The Atomic Cloud and Model of Hemoglobin Structure
The red blood cells in both animal and human blood are made up of several materials. Key among them includes the red blood cells and other cells within the fluid that flows all through the body carrying both oxygen and nutrients. Red blood cells are known to be produced by one of the bone marrows, and perform the function of transport of oxygen from one part of the body to the other; one notable aspect of these cells is that the large percentage of their internal structure is composed of the protein haemoglobin. The role of haemoglobin illuminates the main function of the cells based on their structure and properties. The reason why it is possible for haemoglobin to transport oxygen to the rest of the body is anchored on its affinity to the beneficial gas.
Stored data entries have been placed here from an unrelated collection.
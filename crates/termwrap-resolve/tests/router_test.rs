//! Discrete-kind resolution through the router: routing, binary-mode
//! checks, legacy input, and round trips.

use serde_json::json;
use termwrap_core::errors::{error_code, ResolveError, TwErrorCode};
use termwrap_core::models::{Mode, Query, Shape, TermKind, TermWrapper, TwTag};
use termwrap_core::TermwrapConfig;
use termwrap_resolve::Router;
use test_fixtures::load_tw;

// ── Routing ──────────────────────────────────────────────────────────────

#[tokio::test]
async fn unspecified_categorical_query_lists_values() {
    let router = Router::default();
    let resolved = router.resolve_value(load_tw("categorical_sex")).await.unwrap();
    assert_eq!(resolved.tw.tag(), TwTag::CatTWValues);
    assert_eq!(resolved.tw.id, "sex");
    assert_eq!(resolved.tw.q.mode(), Mode::Discrete);
    assert!(resolved.tw.q.common().is_atomic);
}

#[tokio::test]
async fn predefined_groupset_by_index() {
    let router = Router::default();
    let mut input = load_tw("categorical_sex");
    input["q"] = json!({"type": "predefined-groupset", "predefined_groupset_idx": 0, "mode": "binary"});
    let resolved = router.resolve_value(input).await.unwrap();
    assert_eq!(resolved.tw.tag(), TwTag::CatTWPredefinedGS);

    let mut input = load_tw("categorical_sex");
    input["q"] = json!({"predefined_groupset_idx": 4});
    let err = router.resolve_value(input).await.unwrap_err();
    assert_eq!(err.error_code(), error_code::INVARIANT_VIOLATION);
    assert!(err.to_string().contains("index 4"));
}

#[tokio::test]
async fn qualitative_terms_share_the_discrete_shapes() {
    let router = Router::default();
    let resolved = router
        .resolve_value(json!({
            "term": {"id": "rs6025", "type": "snp", "values": {"AA": {}, "AG": {}, "GG": {}}},
            "q": {}
        }))
        .await
        .unwrap();
    assert_eq!(resolved.tw.tag(), TwTag::QualTWValues);
}

#[tokio::test]
async fn bins_on_a_categorical_term_are_a_routing_miss() {
    let router = Router::default();
    let mut input = load_tw("categorical_sex");
    input["q"] = json!({"type": "regular-bin", "bin_size": 5});
    let err = router.resolve_value(input).await.unwrap_err();
    assert!(matches!(err, ResolveError::RoutingMiss { .. }));
    assert_eq!(err.error_code(), error_code::ROUTING_MISS);
    assert_eq!(
        err.to_string(),
        "cannot process tw: categorical terms do not take q.type='regular-bin'"
    );
}

#[tokio::test]
async fn unsupported_mode_is_an_invariant_violation() {
    let router = Router::default();
    let mut input = load_tw("categorical_sex");
    input["q"] = json!({"mode": "cuminc"});
    let err = router.resolve_value(input).await.unwrap_err();
    assert_eq!(err.error_code(), error_code::INVARIANT_VIOLATION);
    assert!(err.to_string().contains("mode 'cuminc'"));
}

#[tokio::test]
async fn malformed_input_is_a_schema_error() {
    let router = Router::default();
    let err = router.resolve_value(json!({"q": {}})).await.unwrap_err();
    assert_eq!(err.to_string(), "missing tw.term");
    let err = router.resolve_value(json!("sex")).await.unwrap_err();
    assert_eq!(err.to_string(), "tw must be an object");
    let err = router
        .resolve_value(json!({"term": {"id": "x", "type": "nonsense"}}))
        .await
        .unwrap_err();
    assert_eq!(err.error_code(), error_code::SCHEMA_ERROR);
}

// ── Binary mode ──────────────────────────────────────────────────────────

#[tokio::test]
async fn binary_mode_needs_exactly_two_values() {
    let router = Router::default();
    let err = router
        .resolve_value(load_tw("categorical_binary_three_values"))
        .await
        .unwrap_err();
    assert_eq!(err, ResolveError::invariant("term.values must have exactly two keys"));

    let mut input = load_tw("categorical_sex");
    input["q"] = json!({"mode": "binary"});
    let resolved = router.resolve_value(input).await.unwrap();
    assert_eq!(resolved.tw.q.mode(), Mode::Binary);
}

#[tokio::test]
async fn binary_custom_groupset_needs_exactly_two_groups() {
    let router = Router::default();
    let mut input = load_tw("categorical_binary_three_values");
    input["q"] = json!({
        "mode": "binary",
        "customset": {"groups": [
            {"name": "a", "values": [{"key": "ALL"}]},
            {"name": "b", "values": [{"key": "AML"}]},
            {"name": "c", "values": [{"key": "HL"}]}
        ]}
    });
    let err = router.resolve_value(input).await.unwrap_err();
    assert_eq!(err.to_string(), "there must be exactly two groups in binary mode");
}

#[tokio::test]
async fn custom_groupset_without_customset_fails() {
    let router = Router::default();
    let mut input = load_tw("categorical_sex");
    input["q"] = json!({"type": "custom-groupset"});
    let err = router.resolve_value(input).await.unwrap_err();
    assert_eq!(err.to_string(), "custom groupset missing its customset");
}

#[tokio::test]
async fn disabled_groupsetting_forbids_groupsets() {
    let router = Router::default();
    let mut input = load_tw("categorical_sex");
    input["term"]["groupsetting"]["disabled"] = json!(true);
    input["q"] = json!({"predefined_groupset_idx": 0});
    let err = router.resolve_value(input).await.unwrap_err();
    assert!(err.to_string().contains("groupsetting is disabled"));
}

// ── Legacy input ─────────────────────────────────────────────────────────

#[tokio::test]
async fn unused_legacy_groupsetting_resolves_to_values() {
    let router = Router::default();
    let resolved = router
        .resolve_value(load_tw("legacy_groupsetting_unused"))
        .await
        .unwrap();
    assert_eq!(resolved.tw.q.shape(), Shape::Values);
    let json = serde_json::to_value(&resolved).unwrap();
    assert_eq!(json["q"]["type"], "values");
    assert!(json["q"].get("groupsetting").is_none());
}

#[tokio::test]
async fn legacy_customset_becomes_a_custom_groupset() {
    let router = Router::default();
    let resolved = router
        .resolve_value(load_tw("legacy_groupsetting_custom"))
        .await
        .unwrap();
    assert_eq!(resolved.tw.tag(), TwTag::CatTWCustomGS);
    assert_eq!(resolved.tw.id, "diaggrp");
    let Query::CustomGroupSet(q) = &resolved.tw.q else {
        panic!("expected a custom groupset, got {:?}", resolved.tw.q);
    };
    assert_eq!(q.customset.groups[0].name, "Leukemia");
}

// ── Determinism and round trips ──────────────────────────────────────────

#[tokio::test]
async fn resolution_is_deterministic() {
    let router = Router::default();
    for name in ["categorical_sex", "legacy_groupsetting_custom", "condition_ae", "gene_variant_tp53"] {
        let a = router.resolve_value(load_tw(name)).await.unwrap();
        let b = router.resolve_value(load_tw(name)).await.unwrap();
        assert_eq!(a.tw, b.tw, "fixture {name}");
        assert_eq!(a.tw.tag(), b.tw.tag());
    }
}

#[tokio::test]
async fn json_round_trip_re_resolves_to_the_same_tag() {
    let router = Router::default();
    for name in [
        "categorical_sex",
        "legacy_groupsetting_custom",
        "condition_ae",
        "gene_variant_tp53",
        "term_collection_signature",
    ] {
        let resolved = router.resolve_value(load_tw(name)).await.unwrap();
        let json = serde_json::to_value(&resolved).unwrap();

        let persisted: TermWrapper = serde_json::from_value(json.clone()).unwrap();
        assert_eq!(persisted, resolved.tw, "fixture {name}");

        let again = router.resolve_value(json).await.unwrap();
        assert_eq!(again.tw.tag(), resolved.tw.tag(), "fixture {name}");
        assert_eq!(again.tw.q, resolved.tw.q, "fixture {name}");

        let cloned = resolved.clone();
        let again = router.reresolve(&cloned.tw).await.unwrap();
        assert_eq!(again.tw, resolved.tw, "fixture {name}");
    }
}

#[tokio::test]
async fn persisted_tag_must_match_its_parts() {
    let router = Router::default();
    let resolved = router.resolve_value(load_tw("categorical_sex")).await.unwrap();
    let mut json = serde_json::to_value(&resolved).unwrap();
    json["type"] = json!("CatTWCustomGS");
    let err = serde_json::from_value::<TermWrapper>(json).unwrap_err();
    assert!(err.to_string().contains("disagrees"));
}

#[tokio::test]
async fn raw_type_tag_is_ignored() {
    let router = Router::default();
    let mut input = load_tw("categorical_sex");
    input["type"] = json!("NumTWSpline");
    let resolved = router.resolve_value(input).await.unwrap();
    assert_eq!(resolved.tw.tag(), TwTag::CatTWValues);
}

#[tokio::test]
async fn unknown_query_keys_are_dropped() {
    let router = Router::default();
    let mut input = load_tw("categorical_sex");
    input["q"] = json!({"type": "values", "bin_size": 5, "colorScale": "viridis"});
    let resolved = router.resolve_value(input).await.unwrap();
    let json = serde_json::to_value(&resolved).unwrap();
    assert!(json["q"].get("bin_size").is_none());
    assert!(json["q"].get("colorScale").is_none());
}

// ── Configured default queries ───────────────────────────────────────────

#[tokio::test]
async fn configured_default_query_fills_absent_keys_only() {
    let mut config = TermwrapConfig::default();
    config.resolve.set_default_q(
        TermKind::Categorical,
        json!({"mode": "binary"}).as_object().unwrap().clone(),
    );
    let router = Router::default().with_config(config);

    let resolved = router.resolve_value(load_tw("categorical_sex")).await.unwrap();
    assert_eq!(resolved.tw.q.mode(), Mode::Binary);

    let mut input = load_tw("categorical_sex");
    input["q"] = json!({"mode": "discrete"});
    let resolved = router.resolve_value(input).await.unwrap();
    assert_eq!(resolved.tw.q.mode(), Mode::Discrete);
}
Known as being hexagonal or rhombic in nature, research has found haemoglobin to be crystalline in nature and its existence as an entity containing iron element affiliated parts makes it suitable for its function. Thus, in the process of performing an X-ray crystallography, the first step is to segregate the haemoglobin from other components of the cell. This requires the processes of cell disruption in order to open up the cell membrane, an action which in turn releases the components of the cell into a liquid medium (Mielczarek, 1993).
Processes, such as centrifugation and various rotation rates per unit time will ensure the separation of the haemoglobin protein from other components of the disrupted red blood cell. Upon separation, the remaining haemoglobin containing solution gives can be purified through processes, such as evaporation in order to remain with the specified crystals of the protein. This step paves way for the performance of X-ray crystallography in a bid to view the physical structure of the protein. Apparently, the crystalline nature of these structures comes about as result of their water component aspect. The first precaution in crystallography is to keep them in the crystalline form by retaining the water. Thus, they are placed on wet glass capillaries, followed by illumination of a single crystal by a relatively narrow beam of X-ray. In order to view the three-dimensional structure of the protein, the crystal is rotated gently within the path of the beam. The photographic film on the other side of the beam records the information in form of dots or spot. Each spot is interpreted to give information on the structural arrangements of the atoms, and gives the avenue to create a lattice structure (Mielczarek, 1993).
Scientific investigative methods have strong points they can explain as facts. Not all aspects of a study can be explained by the use of a single method. X-ray crystallography in the experiment, for example, gives the dimension of the crystalline structures as pertain the arrangements of atoms. However, it is not possible to know what specific amino acids constitute the crystals with the same process. In the images of the structures, the difference in the orientation of the CD bend on the alpha and beta structures cannot be understood unless a different method is used. On the other hand, the use of sequencing allows for the knowledge of the arrangement of amino acid backbones to be explained. These sequences have gaps within them that can only be explained using the crystalline structure obtained from the Crystallography. Therefore, the corroborative method as well as the use of control experiment with Myoglobin gives confirmatory results for accurate conclusions to be made (Fasman, 1989).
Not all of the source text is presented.